Local Artist Cedric Douglas presents a forward-looking vision for memorials and monuments in Boston and across the Country

Artist Cedric “Vise 1” Douglas presents a forward-looking vision for the future of memorials and monuments in the United States with his newest project “The People’s Memorial Project,” a pop-up public video projection installation, which addresses the current debate about public monuments and their controversial status.

In the North End of Boston, MA stands an empty plinth that formerly held a marble statue of Christopher Columbus, which was defaced by protesters and removed by the city. This empty pedestal has become the foundation for Cedric’s latest artwork, bringing new ideas into one of Boston’s oldest neighborhoods.

Photo by Aram Boghosian

With so many statues and monuments being forcibly removed around the country, Cedric’s artwork provides an answer to the question “What’s next.”


On Monday, October 12th our work calendars may say “Columbus Day” while our children’s school calendars say “Indiginous Peoples’ Day”, Douglas’s artwork gives us a visual representation of this National crossroads.
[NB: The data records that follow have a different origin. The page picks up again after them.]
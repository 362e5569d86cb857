use crate::model::quote_generator::QuoteGenerator;
use crate::stream::{SessionEnd, WRITE_TIMEOUT, handle_subscriber};
use log::{debug, error, info, warn};
use quote_common::{CancelToken, QuoteError, Result};
use std::io::{self, ErrorKind};
use std::net::{SocketAddr, TcpListener, TcpStream};
use std::sync::Arc;
use std::sync::atomic::{AtomicUsize, Ordering};
use std::thread::{self, JoinHandle};
use std::time::Duration;

/// How often the accept loop checks for shutdown while idle.
const ACCEPT_POLL: Duration = Duration::from_millis(50);

/// TCP server that accepts subscribers and streams quotes to them.
///
/// Binding happens in `bind` so configuration faults surface before any thread is
/// started. `run` then drives the price generator and accepts connections, spawning
/// one session thread per subscriber. A failure while handling one subscriber is
/// logged and never stops the accept loop.
pub struct QuoteServer {
    listener: TcpListener,
    generator: Arc<QuoteGenerator>,
    sessions: Arc<AtomicUsize>,
    write_timeout: Duration,
}

impl QuoteServer {
    /// Bind a new server to `bind_addr` (e.g., `0.0.0.0:50051`).
    pub fn bind(bind_addr: &str, generator: Arc<QuoteGenerator>) -> Result<Self> {
        let listener = TcpListener::bind(bind_addr)?;
        listener.set_nonblocking(true)?;
        Ok(Self {
            listener,
            generator,
            sessions: Arc::new(AtomicUsize::new(0)),
            write_timeout: WRITE_TIMEOUT,
        })
    }

    /// How long one write may block before a subscriber that stopped reading is dropped.
    pub fn with_write_timeout(mut self, write_timeout: Duration) -> Self {
        self.write_timeout = write_timeout;
        self
    }

    pub fn local_addr(&self) -> Result<SocketAddr> {
        Ok(self.listener.local_addr()?)
    }

    /// Number of subscriber sessions currently open.
    pub fn active_sessions(&self) -> Arc<AtomicUsize> {
        Arc::clone(&self.sessions)
    }

    /// Run on a background thread.
    pub fn spawn(self, cancel: CancelToken) -> JoinHandle<Result<()>> {
        thread::spawn(move || self.run(cancel))
    }

    /// Blocking loop: start the mutation loop, then accept subscribers until `cancel`.
    pub fn run(self, cancel: CancelToken) -> Result<()> {
        info!("Quote stream server is started on {}", self.listener.local_addr()?);
        let generator_handle = Arc::clone(&self.generator).start(cancel.clone());

        accept_loop(
            &cancel,
            || self.listener.accept(),
            |(stream, peer)| {
                if let Err(e) = stream.set_nonblocking(false) {
                    warn!("Dropping subscriber {}: {}", peer, e);
                    return;
                }
                self.spawn_session(stream, peer, cancel.clone());
            },
        );

        if generator_handle.join().is_err() {
            return Err(QuoteError::Format("price generator thread panicked".to_string()));
        }
        info!("Quote stream server stopped");
        Ok(())
    }

    fn spawn_session(&self, stream: TcpStream, peer: SocketAddr, cancel: CancelToken) {
        let state = Arc::clone(self.generator.state());
        let tick = self.generator.tick();
        let write_timeout = self.write_timeout;
        let sessions = Arc::clone(&self.sessions);
        let total = sessions.fetch_add(1, Ordering::SeqCst) + 1;
        info!("Subscriber {} connected. Total subscribers: {}", peer, total);

        thread::spawn(move || {
            match handle_subscriber(stream, state, tick, write_timeout, cancel) {
                Ok(SessionEnd::Cancelled) => debug!("Session {} closed: shutdown", peer),
                Ok(SessionEnd::Disconnected) => info!("Subscriber {} disconnected", peer),
                Err(e) => info!("Subscriber {} dropped: {}", peer, e),
            }
            let left = sessions.fetch_sub(1, Ordering::SeqCst) - 1;
            debug!("Total subscribers: {}", left);
        });
    }
}

/// Poll `accept` until `cancel` fires, handing every connection to `on_accept`.
///
/// Accept failures (e.g. out of file descriptors) back off for `ACCEPT_POLL` like an idle
/// listener does, so a persistent fault cannot spin the loop.
fn accept_loop<C>(
    cancel: &CancelToken,
    mut accept: impl FnMut() -> io::Result<C>,
    mut on_accept: impl FnMut(C),
) {
    while !cancel.is_cancelled() {
        match accept() {
            Ok(conn) => on_accept(conn),
            Err(e) if e.kind() == ErrorKind::WouldBlock => {
                cancel.wait(ACCEPT_POLL);
            }
            Err(e) => {
                error!("TCP connection error: {}", e);
                cancel.wait(ACCEPT_POLL);
            }
        }
    }
}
In recent months, people across the United States and around the world have taken to the streets in response to state-sanctioned violence and anti-Black racism, demanding justice reform and racial equality. “The People’s Memorial Project” intends to respond to this outward cry by offering a productive dialogue.

“How can we create a monument that is actually going to uplift the community? Wouldn’t it be amazing if people could nominate people from their neighborhood? A monument that could constantly change and tell a real truth, telling a real history to that community?” says Douglas.

“The intent of this project is to create a glimpse into the future, by replacing an antiquated view of history with a vision of tomorrow where all people who have contributed to the growth and prosperity of the local community and the broader nation, are recognized and honored” says Douglas.

Photo by Aram Boghosian

Choosing which figures, both historic and contemporary, would be represented was an in-depth process. He created a wide-reaching informal poll, conducted over the course of several weeks, to gather nominees.

He appealed to a wide cross-section of the ALAANA+ community which then provided a list of over 150 notable and accomplished local figures which the artist and his team narrowed down to eight selected individuals on the basis of three criteria.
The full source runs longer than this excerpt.